§ **ACTIVITY**:
Could you return each line below without altering a word?

§ **GIVEN RECORDS**:

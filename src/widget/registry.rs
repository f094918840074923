//! Process-wide "currently playing" ownership.
//!
//! Only one widget may play at a time. The token is held by a [`PlaybackRegistry`]
//! that hosts create once and hand to every widget, rather than hidden global state.
//! Execution is single-threaded, so plain `Cell`/`RefCell` suffice.

use std::cell::{Cell, RefCell};
use std::fmt;
use std::rc::{Rc, Weak};

/// Identity of a widget within one registry.
#[derive(Debug, Clone, Copy, PartialEq, Eq, Hash)]
pub struct WidgetId(u64);

impl fmt::Display for WidgetId {
    fn fmt(&self, f: &mut fmt::Formatter<'_>) -> fmt::Result {
        write!(f, "player#{}", self.0)
    }
}

/// Something that can hold the playing token and be asked to give it up.
pub trait PlaybackOwner {
    fn is_playing(&self) -> bool;
    /// Stop playback, running the owner's normal stop sequence.
    fn stop_playback(&self);
}

struct Holder {
    id: WidgetId,
    owner: Weak<dyn PlaybackOwner>,
}

#[derive(Default)]
pub struct PlaybackRegistry {
    next_id: Cell<u64>,
    current: RefCell<Option<Holder>>,
}

impl PlaybackRegistry {
    pub fn new() -> Rc<Self> {
        Rc::new(Self::default())
    }

    pub fn allocate_id(&self) -> WidgetId {
        let id = self.next_id.get();
        self.next_id.set(id + 1);
        WidgetId(id)
    }

    /// Make `id` the playing widget, stopping the previous holder if it still plays.
    ///
    /// A widget never preempts itself: re-claiming a token it already holds (as a loop
    /// restart does) leaves it running.
    pub fn claim(&self, id: WidgetId, owner: Weak<dyn PlaybackOwner>) {
        let previous = self.current.borrow_mut().replace(Holder { id, owner });

        let Some(previous) = previous else {
            return;
        };
        if previous.id == id {
            return;
        }
        if let Some(other) = previous.owner.upgrade() {
            if other.is_playing() {
                log::info!("{} preempts {}", id, previous.id);
                other.stop_playback();
            }
        }
    }

    /// The widget that last claimed the token, if it is still alive.
    pub fn current(&self) -> Option<WidgetId> {
        self.current
            .borrow()
            .as_ref()
            .filter(|holder| holder.owner.strong_count() > 0)
            .map(|holder| holder.id)
    }

    /// Drop the token if `id` holds it.
    pub fn release(&self, id: WidgetId) {
        let mut current = self.current.borrow_mut();
        if current.as_ref().is_some_and(|holder| holder.id == id) {
            *current = None;
        }
    }

    /// Forget the current holder. Useful between test cases.
    pub fn reset(&self) {
        self.current.borrow_mut().take();
    }
}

§ **EXERCISE ANSWER**:
filename src/widget/registry.rs
repository f094918840074923
//! Process-wide "currently playing" ownership.
//!
//! Only one widget may play at a time. The token is held by a [`PlaybackRegistry`]
//! that hosts create once and hand to every widget, rather than hidden global state.
//! Execution is single-threaded, so plain `Cell`/`RefCell` suffice.

use std::cell::{Cell, RefCell};
use std::fmt;
use std::rc::{Rc, Weak};

/// Identity of a widget within one registry.
#[derive(Debug, Clone, Copy, PartialEq, Eq, Hash)]
pub struct WidgetId(u64);

impl fmt::Display for WidgetId {
    fn fmt(&self, f: &mut fmt::Formatter<'_>) -> fmt::Result {
        write!(f, "player#{}", self.0)
    }
}

/// Something that can hold the playing token and be asked to give it up.
pub trait PlaybackOwner {
    fn is_playing(&self) -> bool;
    /// Stop playback, running the owner's normal stop sequence.
    fn stop_playback(&self);
}

struct Holder {
    id: WidgetId,
    owner: Weak<dyn PlaybackOwner>,
}

#[derive(Default)]
pub struct PlaybackRegistry {
    next_id: Cell<u64>,
    current: RefCell<Option<Holder>>,
}

impl PlaybackRegistry {
    pub fn new() -> Rc<Self> {
        Rc::new(Self::default())
    }

    pub fn allocate_id(&self) -> WidgetId {
        let id = self.next_id.get();
        self.next_id.set(id + 1);
        WidgetId(id)
    }

    /// Make `id` the playing widget, stopping the previous holder if it still plays.
    ///
    /// A widget never preempts itself: re-claiming a token it already holds (as a loop
    /// restart does) leaves it running.
    pub fn claim(&self, id: WidgetId, owner: Weak<dyn PlaybackOwner>) {
        let previous = self.current.borrow_mut().replace(Holder { id, owner });

        let Some(previous) = previous else {
            return;
        };
        if previous.id == id {
            return;
        }
        if let Some(other) = previous.owner.upgrade() {
            if other.is_playing() {
                log::info!("{} preempts {}", id, previous.id);
                other.stop_playback();
            }
        }
    }

    /// The widget that last claimed the token, if it is still alive.
    pub fn current(&self) -> Option<WidgetId> {
        self.current
            .borrow()
            .as_ref()
            .filter(|holder| holder.owner.strong_count() > 0)
            .map(|holder| holder.id)
    }

    /// Drop the token if `id` holds it.
    pub fn release(&self, id: WidgetId) {
        let mut current = self.current.borrow_mut();
        if current.as_ref().is_some_and(|holder| holder.id == id) {
            *current = None;
        }
    }

    /// Forget the current holder. Useful between test cases.
    pub fn reset(&self) {
        self.current.borrow_mut().take();
    }
}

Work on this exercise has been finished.